La movilización de personas, riquezas y capitales. El Camino y las ciudades, y Santiago muy en particular, se tornan lugares abiertos a los cambistas y negociadores, a los comerciantes, banqueros y prestamistas; a las grandes ferias y mercados.

La repoblación demográfica en torno al Camino (galos, hispanos norteños y mozárabes del sur y de levante) que hacen florecer y prosperar a los burgos y al campo: el desarrollo agrario. Del mestizaje irá brotando la nueva burguesía, y con la ayuda de nuevas normas jurídicas y administrativas, y la protección sanitaria, se colocan los fundamentos sociales y económicos de una nueva Humanidad.
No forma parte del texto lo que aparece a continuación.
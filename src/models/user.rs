use diesel::deserialize::{self, FromSql};
use diesel::pg::Pg;
use diesel::prelude::*;
use diesel::serialize::{self, Output, ToSql};
use diesel::sql_types::{Jsonb, Text};
use diesel::{AsExpression, FromSqlRow};
use jiff_diesel::DateTime;
use serde::{Deserialize, Serialize};
use serde_json::{Map, Value as JsonValue};
use std::io::Write;
use utoipa::ToSchema;
use uuid::Uuid;

// ============================================================================
// Enums
// ============================================================================

/// Role of an account. Admins manage themes and other accounts.
#[derive(
    Debug,
    Clone,
    Copy,
    Default,
    PartialEq,
    Eq,
    Serialize,
    Deserialize,
    ToSchema,
    AsExpression,
    FromSqlRow,
)]
#[diesel(sql_type = Text)]
#[serde(rename_all = "lowercase")]
pub enum UserRole {
    Admin,
    #[default]
    User,
}

impl UserRole {
    pub fn as_str(&self) -> &'static str {
        match self {
            UserRole::Admin => "admin",
            UserRole::User => "user",
        }
    }

    pub fn is_admin(&self) -> bool {
        matches!(self, UserRole::Admin)
    }
}

impl std::fmt::Display for UserRole {
    fn fmt(&self, f: &mut std::fmt::Formatter<'_>) -> std::fmt::Result {
        f.write_str(self.as_str())
    }
}

impl std::str::FromStr for UserRole {
    type Err = String;

    fn from_str(s: &str) -> Result<Self, Self::Err> {
        match s {
            "admin" => Ok(UserRole::Admin),
            "user" => Ok(UserRole::User),
            _ => Err(format!("Unrecognized role: {}", s)),
        }
    }
}

impl diesel::query_builder::QueryId for UserRole {
    type QueryId = UserRole;
    const HAS_STATIC_QUERY_ID: bool = false;
}

impl ToSql<Text, Pg> for UserRole {
    fn to_sql<'b>(&'b self, out: &mut Output<'b, '_, Pg>) -> serialize::Result {
        out.write_all(self.as_str().as_bytes())?;
        Ok(serialize::IsNull::No)
    }
}

impl FromSql<Text, Pg> for UserRole {
    fn from_sql(
        bytes: <Pg as diesel::backend::Backend>::RawValue<'_>,
    ) -> deserialize::Result<Self> {
        let s = <String as FromSql<Text, Pg>>::from_sql(bytes)?;
        Ok(s.parse::<UserRole>()?)
    }
}

// ============================================================================
// vCard
// ============================================================================

/// Profile sections shown on a card. Sections start empty and are filled in
/// by profile editing; their inner keys are free-form.
#[derive(
    Debug, Clone, Default, PartialEq, Serialize, Deserialize, ToSchema, AsExpression, FromSqlRow,
)]
#[diesel(sql_type = Jsonb)]
#[serde(default, rename_all = "camelCase")]
pub struct VCard {
    #[schema(value_type = Object)]
    pub person: Map<String, JsonValue>,
    #[schema(value_type = Object)]
    pub professional: Map<String, JsonValue>,
    #[schema(value_type = Object)]
    pub contact: Map<String, JsonValue>,
    #[schema(value_type = Object)]
    pub location: Map<String, JsonValue>,
    #[schema(value_type = Object)]
    pub social_media: Map<String, JsonValue>,
    #[schema(value_type = Object)]
    pub avatar: Map<String, JsonValue>,
}

jsonb_document!(VCard);

// ============================================================================
// Rows
// ============================================================================

/// User row. `theme_id` refers to `themes.theme_id` and may dangle.
#[derive(Debug, Queryable, Selectable, Clone)]
#[diesel(table_name = crate::schema::users)]
#[diesel(check_for_backend(diesel::pg::Pg))]
pub struct User {
    pub id: i32,
    pub uuid: Uuid,
    pub name: String,
    pub email: String,
    pub password: String,
    pub role: UserRole,
    pub theme_id: Option<String>,
    pub v_card: VCard,
    pub created_at: DateTime,
    pub updated_at: DateTime,
}

#[derive(Debug, Insertable, Clone)]
#[diesel(table_name = crate::schema::users)]
pub struct NewUser {
    pub name: String,
    pub email: String,
    pub password: String,
    pub role: UserRole,
    pub theme_id: Option<String>,
    pub v_card: VCard,
}

/// Partial update; `None` leaves the column untouched.
#[derive(Debug, AsChangeset, Clone, Default)]
#[diesel(table_name = crate::schema::users)]
pub struct UpdateUser {
    pub name: Option<String>,
    pub email: Option<String>,
    pub password: Option<String>,
    pub role: Option<UserRole>,
    pub theme_id: Option<Option<String>>,
    pub v_card: Option<VCard>,
}
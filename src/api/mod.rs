//! API module for HTTP handlers, middleware, and DTOs.

pub mod doc;
pub mod dto;
pub mod handlers;
pub mod middleware;
pub mod routes;
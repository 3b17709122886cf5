//! Seed command handler
//!
//! Collects the admin credentials (flags first, terminal prompts for the
//! rest), asks before destroying data, then runs the [`Seeder`]. Failures are
//! reported and swallowed so the process still exits normally.
//!
//! The wipe confirmation is only asked on a terminal. Piped input counts as
//! `--yes`.

use std::io::{self, BufRead, IsTerminal, Write};

use colored::Colorize;
use validator::ValidateEmail;

use crate::config::Settings;
use crate::db::establish_async_connection_pool;
use crate::error::{AppError, AppResult};
use crate::services::{AdminAccount, SeedReport, Seeder};

const MIN_PASSWORD_LEN: usize = 8;

/// Values given on the command line; `None` means "ask".
#[derive(Debug, Clone, Default)]
pub struct SeedArgs {
    pub name: Option<String>,
    pub email: Option<String>,
    pub password: Option<String>,
    pub yes: bool,
}

pub struct SeedCommandHandler {
    config: Settings,
}

impl SeedCommandHandler {
    pub fn new(config: Settings) -> Self {
        Self { config }
    }

    /// Runs the seed against stdin/stdout. Always returns `Ok`.
    pub async fn execute(&self, args: SeedArgs) -> AppResult<()> {
        let stdin = io::stdin();
        let interactive = stdin.is_terminal();
        let mut input = stdin.lock();
        let mut output = io::stdout();

        match self.seed(args, interactive, &mut input, &mut output).await {
            Ok(Some(report)) => print_report(&report),
            Ok(None) => println!("{}", "Seed cancelled, nothing was changed.".yellow()),
            Err(e) => {
                tracing::error!(error = %e, "Seed failed");
                eprintln!("{} {}", "Seed failed:".red().bold(), e.to_string().red());
            }
        }

        Ok(())
    }

    /// `Ok(None)` when the operator declines the wipe.
    async fn seed<R: BufRead, W: Write>(
        &self,
        args: SeedArgs,
        interactive: bool,
        input: &mut R,
        output: &mut W,
    ) -> AppResult<Option<SeedReport>> {
        self.config.database.validate()?;
        self.config.password.validate()?;

        let admin = collect_admin(&args, input, output)?;
        if needs_confirmation(&args, interactive) {
            if !confirm_wipe(input, output)? {
                return Ok(None);
            }
        } else if !args.yes {
            tracing::info!("stdin is not a terminal, skipping the wipe confirmation");
        }

        let pool = establish_async_connection_pool(&self.config.database).await?;
        let report = Seeder::new(pool, self.config.password).run(admin).await?;
        Ok(Some(report))
    }
}

fn print_report(report: &SeedReport) {
    println!(
        "{} Removed {} theme(s) and {} user(s)",
        "✓".green(),
        report.deleted_themes,
        report.deleted_users
    );
    println!(
        "{} Created theme {} ({})",
        "✓".green(),
        report.theme.theme_id.bold(),
        report.theme.name
    );
    println!(
        "{} Created admin {} <{}>",
        "✓".green(),
        report.admin.name.bold(),
        report.admin.email
    );
    println!("{}", "Seed completed successfully".green().bold());
}

fn io_error(e: io::Error) -> AppError {
    AppError::Internal {
        source: anyhow::Error::from(e).context("Failed to read from the terminal"),
    }
}

/// Ask until `check` accepts the trimmed answer. EOF is an error.
fn prompt<R, W, F>(input: &mut R, output: &mut W, label: &str, check: F) -> AppResult<String>
where
    R: BufRead,
    W: Write,
    F: Fn(&str) -> Result<(), String>,
{
    loop {
        write!(output, "{} ", format!("{}:", label).cyan().bold()).map_err(io_error)?;
        output.flush().map_err(io_error)?;

        let mut line = String::new();
        if input.read_line(&mut line).map_err(io_error)? == 0 {
            return Err(AppError::BadRequest {
                message: format!("No value entered for {}", label),
            });
        }

        let answer = line.trim();
        match check(answer) {
            Ok(()) => return Ok(answer.to_string()),
            Err(reason) => writeln!(output, "{}", reason.red()).map_err(io_error)?,
        }
    }
}

fn check_name(name: &str) -> Result<(), String> {
    if name.is_empty() {
        Err("Name cannot be empty".to_string())
    } else {
        Ok(())
    }
}

fn check_email(email: &str) -> Result<(), String> {
    if email.validate_email() {
        Ok(())
    } else {
        Err(format!("'{}' is not a valid e-mail address", email))
    }
}

fn check_password(password: &str) -> Result<(), String> {
    if password.chars().count() < MIN_PASSWORD_LEN {
        Err(format!(
            "Password must be at least {} characters",
            MIN_PASSWORD_LEN
        ))
    } else {
        Ok(())
    }
}

/// Flag values are checked once; missing ones are prompted for.
fn collect_admin<R: BufRead, W: Write>(
    args: &SeedArgs,
    input: &mut R,
    output: &mut W,
) -> AppResult<AdminAccount> {
    let mut field = |value: &Option<String>,
                     key: &str,
                     label: &str,
                     check: fn(&str) -> Result<(), String>|
     -> AppResult<String> {
        match value {
            Some(v) => {
                let v = v.trim();
                check(v).map_err(|reason| AppError::Validation {
                    field: key.to_string(),
                    reason,
                })?;
                Ok(v.to_string())
            }
            None => prompt(input, output, label, check),
        }
    };

    Ok(AdminAccount {
        name: field(&args.name, "name", "Admin name", check_name)?,
        email: field(&args.email, "email", "Admin e-mail", check_email)?,
        password: field(&args.password, "password", "Admin password", check_password)?,
    })
}

fn needs_confirmation(args: &SeedArgs, interactive: bool) -> bool {
    interactive && !args.yes
}

fn confirm_wipe<R: BufRead, W: Write>(input: &mut R, output: &mut W) -> AppResult<bool> {
    write!(
        output,
        "{} ",
        "This deletes every theme and user. Continue? [y/N]"
            .yellow()
            .bold()
    )
    .map_err(io_error)?;
    output.flush().map_err(io_error)?;

    let mut line = String::new();
    input.read_line(&mut line).map_err(io_error)?;
    Ok(matches!(line.trim().to_lowercase().as_str(), "y" | "yes"))
}
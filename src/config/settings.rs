//! Configuration settings structures for vcard-rs
//!
//! This module defines all configuration structures that can be loaded from
//! TOML files and environment variables.

use std::path::PathBuf;

use serde::{Deserialize, Serialize};

use crate::config::error::ConfigError;
use crate::logger::{ConsoleConfig, FileConfig, LogFormat, LoggerConfig, Rotation};

// ============================================================================
// Default value functions
// ============================================================================

fn default_app_name() -> String {
    "vcard-rs".to_string()
}

fn default_app_version() -> String {
    crate::pkg_version().to_string()
}

fn default_host() -> String {
    "127.0.0.1".to_string()
}

fn default_port() -> u16 {
    3000
}

fn default_request_timeout() -> u64 {
    30
}

fn default_max_connections() -> u32 {
    10
}

fn default_min_connections() -> u32 {
    1
}

fn default_connection_timeout() -> u64 {
    30
}

fn default_log_level() -> String {
    "info".to_string()
}

fn default_true() -> bool {
    true
}

fn default_log_directory() -> String {
    "logs".to_string()
}

fn default_log_file_name() -> String {
    "vcard.log".to_string()
}

fn default_log_format() -> String {
    "json".to_string()
}

fn default_log_rotation() -> String {
    "daily".to_string()
}

fn default_access_token_expiration() -> i64 {
    1 // 1 hour
}

fn default_refresh_token_expiration() -> i64 {
    168 // 7 days
}

fn default_reset_token_expiration() -> i64 {
    1
}

// argon2id parameters recommended by OWASP
fn default_memory_cost() -> u32 {
    19456
}

fn default_time_cost() -> u32 {
    2
}

fn default_parallelism() -> u32 {
    1
}

// ============================================================================
// Application Configuration
// ============================================================================

/// Application basic information configuration
#[derive(Debug, Clone, PartialEq, Eq, Serialize, Deserialize)]
pub struct ApplicationConfig {
    #[serde(default = "default_app_name")]
    pub name: String,

    #[serde(default = "default_app_version")]
    pub version: String,
}

impl Default for ApplicationConfig {
    fn default() -> Self {
        Self {
            name: default_app_name(),
            version: default_app_version(),
        }
    }
}

// ============================================================================
// Server Configuration
// ============================================================================

/// Axum HTTP server configuration
#[derive(Debug, Clone, PartialEq, Eq, Serialize, Deserialize)]
pub struct ServerConfig {
    #[serde(default = "default_host")]
    pub host: String,

    #[serde(default = "default_port")]
    pub port: u16,

    /// Seconds a request may run before it is answered with 408
    #[serde(default = "default_request_timeout")]
    pub request_timeout: u64,
}

impl ServerConfig {
    /// Get the full server address as "host:port"
    pub fn address(&self) -> String {
        format!("{}:{}", self.host, self.port)
    }
}

impl Default for ServerConfig {
    fn default() -> Self {
        Self {
            host: default_host(),
            port: default_port(),
            request_timeout: default_request_timeout(),
        }
    }
}

// ============================================================================
// Database Configuration
// ============================================================================

/// PostgreSQL connection pool configuration
#[derive(Debug, Clone, PartialEq, Eq, Serialize, Deserialize)]
pub struct DatabaseConfig {
    /// Connection URL; `DB_CONNECTION` takes precedence when set
    #[serde(default)]
    pub url: String,

    #[serde(default = "default_max_connections")]
    pub max_connections: u32,

    #[serde(default = "default_min_connections")]
    pub min_connections: u32,

    /// Connection timeout in seconds
    #[serde(default = "default_connection_timeout")]
    pub connection_timeout: u64,

    /// Whether to run pending migrations when the server starts
    #[serde(default)]
    pub auto_migrate: bool,
}

impl Default for DatabaseConfig {
    fn default() -> Self {
        Self {
            url: String::new(),
            max_connections: default_max_connections(),
            min_connections: default_min_connections(),
            connection_timeout: default_connection_timeout(),
            auto_migrate: false,
        }
    }
}

// ============================================================================
// JWT Configuration
// ============================================================================

/// JWT authentication configuration. Expirations are in hours.
#[derive(Debug, Clone, PartialEq, Eq, Serialize, Deserialize)]
pub struct JwtConfig {
    /// HS256 signing key; supply it through `VCARD_JWT__SECRET`
    #[serde(default)]
    pub secret: String,

    #[serde(default = "default_access_token_expiration")]
    pub access_token_expiration: i64,

    #[serde(default = "default_refresh_token_expiration")]
    pub refresh_token_expiration: i64,

    /// Lifetime of tokens issued by password recovery
    #[serde(default = "default_reset_token_expiration")]
    pub reset_token_expiration: i64,
}

impl Default for JwtConfig {
    fn default() -> Self {
        Self {
            secret: String::new(),
            access_token_expiration: default_access_token_expiration(),
            refresh_token_expiration: default_refresh_token_expiration(),
            reset_token_expiration: default_reset_token_expiration(),
        }
    }
}

impl JwtConfig {
    /// Validates the JWT configuration. Only the `serve` command needs it.
    pub fn validate(&self) -> Result<(), ConfigError> {
        if self.secret.is_empty() {
            return Err(ConfigError::validation(
                "jwt.secret",
                "JWT secret cannot be empty",
            ));
        }

        if self.secret.len() < 32 {
            return Err(ConfigError::validation(
                "jwt.secret",
                "JWT secret should be at least 32 characters for security",
            ));
        }

        for (field, hours) in [
            ("jwt.access_token_expiration", self.access_token_expiration),
            ("jwt.refresh_token_expiration", self.refresh_token_expiration),
            ("jwt.reset_token_expiration", self.reset_token_expiration),
        ] {
            if hours <= 0 {
                return Err(ConfigError::ValidationError {
                    field: field.to_string(),
                    message: "Token expiration must be positive".to_string(),
                });
            }
        }

        if self.access_token_expiration >= self.refresh_token_expiration {
            return Err(ConfigError::validation(
                "jwt",
                "Refresh token expiration should be longer than access token expiration",
            ));
        }

        Ok(())
    }
}

// ============================================================================
// Password hashing
// ============================================================================

/// argon2id cost parameters
#[derive(Debug, Clone, Copy, PartialEq, Eq, Serialize, Deserialize)]
pub struct PasswordConfig {
    /// Memory size in KiB
    #[serde(default = "default_memory_cost")]
    pub memory_cost: u32,

    /// Number of iterations
    #[serde(default = "default_time_cost")]
    pub time_cost: u32,

    /// Degree of parallelism
    #[serde(default = "default_parallelism")]
    pub parallelism: u32,
}

impl Default for PasswordConfig {
    fn default() -> Self {
        Self {
            memory_cost: default_memory_cost(),
            time_cost: default_time_cost(),
            parallelism: default_parallelism(),
        }
    }
}

// ============================================================================
// Logger Settings
// ============================================================================

/// Console output settings
#[derive(Debug, Clone, PartialEq, Eq, Serialize, Deserialize)]
pub struct ConsoleSettings {
    #[serde(default = "default_true")]
    pub enabled: bool,

    #[serde(default = "default_true")]
    pub colored: bool,
}

impl Default for ConsoleSettings {
    fn default() -> Self {
        Self {
            enabled: default_true(),
            colored: default_true(),
        }
    }
}

/// File output settings
#[derive(Debug, Clone, PartialEq, Eq, Serialize, Deserialize)]
pub struct FileSettings {
    #[serde(default)]
    pub enabled: bool,

    /// Directory that receives the rolling log files
    #[serde(default = "default_log_directory")]
    pub directory: String,

    /// Base file name; rotated files get a date suffix
    #[serde(default = "default_log_file_name")]
    pub file_name: String,

    /// Log format: "full", "compact", or "json"
    #[serde(default = "default_log_format")]
    pub format: String,

    /// Rotation: "never", "minutely", "hourly" or "daily"
    #[serde(default = "default_log_rotation")]
    pub rotation: String,
}

impl Default for FileSettings {
    fn default() -> Self {
        Self {
            enabled: false,
            directory: default_log_directory(),
            file_name: default_log_file_name(),
            format: default_log_format(),
            rotation: default_log_rotation(),
        }
    }
}

/// Logger configuration as written in the config files
#[derive(Debug, Clone, PartialEq, Eq, Serialize, Deserialize)]
pub struct LoggerSettings {
    /// Log level or `EnvFilter` directive
    #[serde(default = "default_log_level")]
    pub level: String,

    #[serde(default)]
    pub console: ConsoleSettings,

    #[serde(default)]
    pub file: FileSettings,
}

impl Default for LoggerSettings {
    fn default() -> Self {
        Self {
            level: default_log_level(),
            console: ConsoleSettings::default(),
            file: FileSettings::default(),
        }
    }
}

impl LoggerSettings {
    /// Convert the file representation into the runtime [`LoggerConfig`].
    pub fn into_logger_config(self) -> Result<LoggerConfig, ConfigError> {
        let console_config = ConsoleConfig::new(self.console.enabled, self.console.colored);
        let file_config = self.file.into_file_config()?;

        LoggerConfig::new(console_config, file_config, self.level).map_err(|e| {
            ConfigError::ValidationError {
                field: "logger".to_string(),
                message: e.to_string(),
            }
        })
    }
}

impl FileSettings {
    pub fn into_file_config(self) -> Result<FileConfig, ConfigError> {
        let format = self
            .format
            .parse::<LogFormat>()
            .map_err(|e| ConfigError::ValidationError {
                field: "logger.file.format".to_string(),
                message: e.to_string(),
            })?;
        let rotation =
            self.rotation
                .parse::<Rotation>()
                .map_err(|e| ConfigError::ValidationError {
                    field: "logger.file.rotation".to_string(),
                    message: e.to_string(),
                })?;

        FileConfig::new(
            self.enabled,
            PathBuf::from(self.directory),
            self.file_name,
            format,
            rotation,
        )
        .map_err(|e| ConfigError::ValidationError {
            field: "logger.file".to_string(),
            message: e.to_string(),
        })
    }
}

// ============================================================================
// Main Settings Structure
// ============================================================================

/// Complete application settings
#[derive(Debug, Clone, PartialEq, Serialize, Deserialize, Default)]
pub struct Settings {
    #[serde(default)]
    pub application: ApplicationConfig,

    #[serde(default)]
    pub server: ServerConfig,

    #[serde(default)]
    pub database: DatabaseConfig,

    #[serde(default)]
    pub jwt: JwtConfig,

    #[serde(default)]
    pub password: PasswordConfig,

    #[serde(default)]
    pub logger: LoggerSettings,
}
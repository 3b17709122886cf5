//! Command-line interface: argument parsing, configuration merging and
//! the `serve`, `migrate` and `seed` command handlers.

pub mod config_merger;
pub mod executor;
pub mod handlers;
pub mod parser;
pub mod validation;

pub use config_merger::ConfigurationMerger;
pub use executor::execute_command;
pub use parser::{Cli, Commands, Environment, LogLevel};

use crate::config::Settings;
use crate::config::error::ConfigError;
use crate::logger::{LoggerGuard, init_logger};

/// Load the configuration layers, then apply CLI overrides and validate.
///
/// # Errors
/// Returns error if configuration loading, merging, or validation fails
pub fn load_and_merge_config(cli: &Cli) -> Result<Settings, ConfigError> {
    ConfigurationMerger::from_cli(cli)?.merge_cli_args(cli)
}

/// Install the global subscriber described by `settings.logger`.
///
/// The returned guard flushes the file writer on drop; keep it alive in `main`.
pub fn init_logger_from_settings(settings: &Settings) -> anyhow::Result<LoggerGuard> {
    let logger_config = settings.logger.clone().into_logger_config()?;
    Ok(init_logger(logger_config)?)
}
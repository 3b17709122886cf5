//! Configuration types for the logger

use std::path::PathBuf;

use serde::{Deserialize, Serialize};
use tracing::Level;
use tracing_appender::rolling;

use super::error::LoggerError;

/// Main logger configuration
#[derive(Debug, Clone, Serialize, Deserialize)]
pub struct LoggerConfig {
    pub console: ConsoleConfig,
    pub file: FileConfig,
    pub level: String,
}

impl LoggerConfig {
    /// Create a new logger configuration with validation
    pub fn new(console: ConsoleConfig, file: FileConfig, level: String) -> Result<Self, LoggerError> {
        let config = Self {
            console,
            file,
            level,
        };
        config.validate()?;
        Ok(config)
    }

    pub fn validate(&self) -> Result<(), LoggerError> {
        self.parse_level()?;
        self.file.validate()?;

        if !self.console.enabled && !self.file.enabled {
            return Err(LoggerError::config(
                "At least one output (console or file) must be enabled",
            ));
        }

        Ok(())
    }

    /// Parse the log level string into a tracing::Level
    pub fn parse_level(&self) -> Result<Level, LoggerError> {
        match self.level.to_lowercase().as_str() {
            "trace" => Ok(Level::TRACE),
            "debug" => Ok(Level::DEBUG),
            "info" => Ok(Level::INFO),
            "warn" => Ok(Level::WARN),
            "error" => Ok(Level::ERROR),
            _ => Err(LoggerError::config(format!(
                "Invalid log level '{}'. Valid levels are: trace, debug, info, warn, error",
                self.level
            ))),
        }
    }
}

impl Default for LoggerConfig {
    fn default() -> Self {
        Self {
            console: ConsoleConfig::default(),
            file: FileConfig::default(),
            level: "info".to_string(),
        }
    }
}

/// Console output configuration
#[derive(Debug, Clone, Serialize, Deserialize)]
pub struct ConsoleConfig {
    pub enabled: bool,
    pub colored: bool,
}

impl ConsoleConfig {
    pub fn new(enabled: bool, colored: bool) -> Self {
        Self { enabled, colored }
    }
}

impl Default for ConsoleConfig {
    fn default() -> Self {
        Self {
            enabled: true,
            colored: true,
        }
    }
}

/// File output configuration. Files are named `{file_name}` with a date
/// suffix added by the rolling appender unless rotation is `Never`.
#[derive(Debug, Clone, Serialize, Deserialize)]
pub struct FileConfig {
    pub enabled: bool,
    pub directory: PathBuf,
    pub file_name: String,
    pub format: LogFormat,
    pub rotation: Rotation,
}

impl FileConfig {
    pub fn new(
        enabled: bool,
        directory: PathBuf,
        file_name: String,
        format: LogFormat,
        rotation: Rotation,
    ) -> Result<Self, LoggerError> {
        let config = Self {
            enabled,
            directory,
            file_name,
            format,
            rotation,
        };
        config.validate()?;
        Ok(config)
    }

    /// Pure validation; the directory is created when the appender is built.
    pub fn validate(&self) -> Result<(), LoggerError> {
        if !self.enabled {
            return Ok(());
        }
        if self.directory.as_os_str().is_empty() {
            return Err(LoggerError::config(
                "Log directory cannot be empty when file output is enabled",
            ));
        }
        if self.file_name.trim().is_empty() {
            return Err(LoggerError::config(
                "Log file name cannot be empty when file output is enabled",
            ));
        }
        if self.file_name.contains(['/', '\\']) {
            return Err(LoggerError::config(format!(
                "Log file name '{}' must not contain path separators",
                self.file_name
            )));
        }
        Ok(())
    }
}

impl Default for FileConfig {
    fn default() -> Self {
        Self {
            enabled: false,
            directory: PathBuf::from("logs"),
            file_name: "vcard.log".to_string(),
            format: LogFormat::Json,
            rotation: Rotation::Daily,
        }
    }
}

/// Log format options
#[derive(Debug, Clone, Copy, Default, Serialize, Deserialize, PartialEq, Eq)]
pub enum LogFormat {
    #[default]
    Full,
    Compact,
    Json,
}

impl std::str::FromStr for LogFormat {
    type Err = LoggerError;

    fn from_str(s: &str) -> Result<Self, Self::Err> {
        match s.to_lowercase().as_str() {
            "full" => Ok(LogFormat::Full),
            "compact" => Ok(LogFormat::Compact),
            "json" => Ok(LogFormat::Json),
            _ => Err(LoggerError::config(format!(
                "Invalid log format '{}'. Valid formats are: full, compact, json",
                s
            ))),
        }
    }
}

impl LogFormat {
    pub fn as_str(&self) -> &'static str {
        match self {
            LogFormat::Full => "full",
            LogFormat::Compact => "compact",
            LogFormat::Json => "json",
        }
    }
}

/// How often the log file rolls over
#[derive(Debug, Clone, Copy, Default, Serialize, Deserialize, PartialEq, Eq)]
pub enum Rotation {
    Never,
    Minutely,
    Hourly,
    #[default]
    Daily,
}

impl std::str::FromStr for Rotation {
    type Err = LoggerError;

    fn from_str(s: &str) -> Result<Self, Self::Err> {
        match s.to_lowercase().as_str() {
            "never" => Ok(Rotation::Never),
            "minutely" => Ok(Rotation::Minutely),
            "hourly" => Ok(Rotation::Hourly),
            "daily" => Ok(Rotation::Daily),
            _ => Err(LoggerError::config(format!(
                "Invalid rotation '{}'. Valid rotations are: never, minutely, hourly, daily",
                s
            ))),
        }
    }
}

impl Rotation {
    pub fn as_str(&self) -> &'static str {
        match self {
            Rotation::Never => "never",
            Rotation::Minutely => "minutely",
            Rotation::Hourly => "hourly",
            Rotation::Daily => "daily",
        }
    }

    pub(crate) fn to_appender_rotation(self) -> rolling::Rotation {
        match self {
            Rotation::Never => rolling::Rotation::NEVER,
            Rotation::Minutely => rolling::Rotation::MINUTELY,
            Rotation::Hourly => rolling::Rotation::HOURLY,
            Rotation::Daily => rolling::Rotation::DAILY,
        }
    }
}
//! Command handlers for CLI operations
//!
//! One handler per subcommand; parsing and validation live elsewhere.

pub mod migrate;
pub mod seed;
pub mod serve;

pub use migrate::MigrateCommandHandler;
pub use seed::{SeedArgs, SeedCommandHandler};
pub use serve::ServeCommandHandler;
3. La recuperación de lo sagrado. El retorno a la vida espiritual que vivifica y trasciende. Las vidas ejemplares a seguir propias de la Ruta Jacobea, desde el Patrón y mártir Santiago, a San Francisco, pasando por Santo Domingo, San Juan de Ortega o Santa Isabel, y de tantos y tantos santos, clérigos y eremitas, y a través de los prodigios extranaturales que se les achacan.

El fenómeno emotivo que suele producirse en los viajeros, sobre la fe religiosa, la penitencia o la gracia el encuentro existencial con uno mismo devoto, jubilar y trascendente, que supera a cualquier otra experiencia viajera. Bajo el peso de la mochila o con los ruidos del automóvil, más allá de una percepción estética o cultural se movilizan las emociones más profundas, hasta conformar algo más que “un bello cuento de hadas” (se puede iniciar el Camino de aventurero o turista, pero se termina siempre como peregrino).

Por eso no cabe hablar, a propósito de la Peregrinación, de deleznables bases tradicionales ni de taumaturgias ingenuas o infantiles, como algunos pretenden, bastará observar, por encima de la fascinación estética la emocionada espiritualidad que brota al situarnos frente al Pórtico de la Gloria -meta del Camino- para autentificar la fe de esos miles de peregrinos que, arrobados, lo han contemplado. Y no menos autentificador, junto al culto a las reliquias, es “el milagro de la persistencia del Camino, su triunfo sobre el tiempo, su continua invención como tradición europea y universal” (Vázquez de Parga y al.).

Las Peregrinaciones originaron pues grandes movilizaciones de gentes que por motivos religiosos, en el Occidente cristiano, caminaron hasta Compostela. Y no todos los peregrinos centroeuropeos, incluso en la peor época del Camino, eran personas que habían perdido la razón, como pretendían los luteranos; ahora, ya lo mencionamos, amigos suizos -cultos, cuerdos y católicos- lo han realizado, a pie, desde Einsiedeln (Swyz) hasta Santiago, desmintiendo tanto a aquellos protestantes, como a tanto intelectual de por aquí, de verbo fácil e insidioso, eruditos falaces, cuando no mal intencionados, que pretenden para el Camino una visión exclusivamente cultural o turística que sería suficiente, según ellos, para explicar su alcance universal.

Y va siendo hora de concluir este apartado: La Peregrinación, en el 2004, otra vez un movimiento de masas, no debiera ser un Camino para la frivolidad, tan sólo turístico y recreativo, favorecido por los transportes actuales y los medios de comunicación. A parte de su significado personal, estético o espiritual, nunca ha dejado de ser la cuna y crisol de Europa, una ruta de misterios, perdones y prodigios, un encuentro con la Historia religiosa y política de Occidente y máximo vector cultural y religioso durante siglos: el permanente fermento de la unidad de Europa y de la fraternidad cristiana.